Casi todos los sentidos (cuatro de ellos) tienen esos detectores concentrados en zonas concretas del cuerpo: la vista, en los ojos; el olfato, en las mucosas olfativas de la nariz; el gusto lo percibimos en las papilas gustativas de la lengua; y las vibraciones que componen el sonido las registramos en el tímpano, una membrana situada en el oído. Sin embargo, los receptores del tacto están extendidos por toda nuestra piel, es decir, ¡sobre todo el cuerpo! Hay zonas de la piel que son más sensibles que otras, pero toda ella tiene la capacidad de experimentar cambios de presión, de temperatura, y en general toda una serie de datos que nos informan de si un objeto es afilado y nos hará daño, o de si es suave y será agradable tocarlo.
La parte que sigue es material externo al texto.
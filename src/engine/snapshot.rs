use chrono::{DateTime, FixedOffset};
use enumset::EnumSet;
use serde::Serialize;

use crate::{
    engine::{accumulator::Totals, period::PeriodKind},
    quantity::{cost::CostRate, power::Watts, rate::KilowattHourRate},
};

/// Result of a successful tick, consumed by the display layer.
#[derive(Clone, Debug, Serialize)]
pub struct Snapshot {
    /// Total power of all available sensors, [`None`] when none of them reported a number.
    pub total_power: Option<Watts>,

    pub current_rate: KilowattHourRate,
    pub cost_rate: CostRate,

    /// Season and tier label, for example `Summer On-Peak`.
    pub rate_period: String,

    pub hourly: Totals,
    pub daily: Totals,
    pub weekly: Totals,
    pub monthly: Totals,
    pub yearly: Totals,
    pub previous_month: Totals,

    pub last_update: DateTime<FixedOffset>,

    #[serde(skip)]
    pub rolled_over: EnumSet<PeriodKind>,
}

impl Snapshot {
    pub const fn totals(&self, kind: PeriodKind) -> Totals {
        match kind {
            PeriodKind::Hour => self.hourly,
            PeriodKind::Day => self.daily,
            PeriodKind::Week => self.weekly,
            PeriodKind::Month => self.monthly,
            PeriodKind::Year => self.yearly,
        }
    }
}

#[cfg(test)]
mod tests {
    use serde_json::Value;

    use super::*;
    use crate::{prelude::*, quantity::Quantity};

    #[test]
    fn test_serialize() -> Result {
        let month = Totals { energy: Quantity(12.5), cost: Quantity(2.25) };
        let snapshot = Snapshot {
            total_power: None,
            current_rate: Quantity(0.23),
            cost_rate: CostRate::ZERO,
            rate_period: "Summer On-Peak".to_string(),
            hourly: Totals::ZERO,
            daily: Totals::ZERO,
            weekly: Totals::ZERO,
            monthly: month,
            yearly: month,
            previous_month: Totals::ZERO,
            last_update: DateTime::parse_from_rfc3339("2025-07-15T15:00:00-04:00")?,
            rolled_over: EnumSet::only(PeriodKind::Hour),
        };
        let value = serde_json::to_value(&snapshot)?;
        assert_eq!(value["total_power"], Value::Null);
        assert_eq!(value["current_rate"], 0.23);
        assert_eq!(value["rate_period"], "Summer On-Peak");
        assert_eq!(value["monthly"]["energy_kwh"], 12.5);
        assert_eq!(value["monthly"]["cost"], 2.25);
        assert_eq!(value["last_update"], "2025-07-15T15:00:00-04:00");
        assert!(value.get("rolled_over").is_none());
        assert_eq!(snapshot.totals(PeriodKind::Year), month);
        Ok(())
    }
}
La piel es el órgano más grande que tiene el cuerpo. Y no solo nos sirve para sentir: también nos protege del exterior, y en ella se sintetiza la vitamina D. ¡Es multitarea!
La capa más externa de la piel es la dermis: la que vemos cuando miramos a alguien. ¿Sabías que todas las células de la dermis se renuevan, más o menos, cada dos meses? Podríamos decir que, cada poco tiempo, la imagen que vemos de los demás es completamente nueva. Pero los detectores del tacto no están en esta capa, sino en la que viene a continuación, y que se llama epidermis. En ella, encontramos sensores especializados para estímulos distintos: termorreceptores, para la temperatura; los mecanorreceptores, que pueden ser de muy diferentes tipos; y unos especiales para el dolor, que se llaman nociceptores. Todos ellos, cuando detectan algo, envían un impulso nervioso al cerebro, que interpreta la información y nos permite distinguir entre caricias y pellizcos, ¡ay!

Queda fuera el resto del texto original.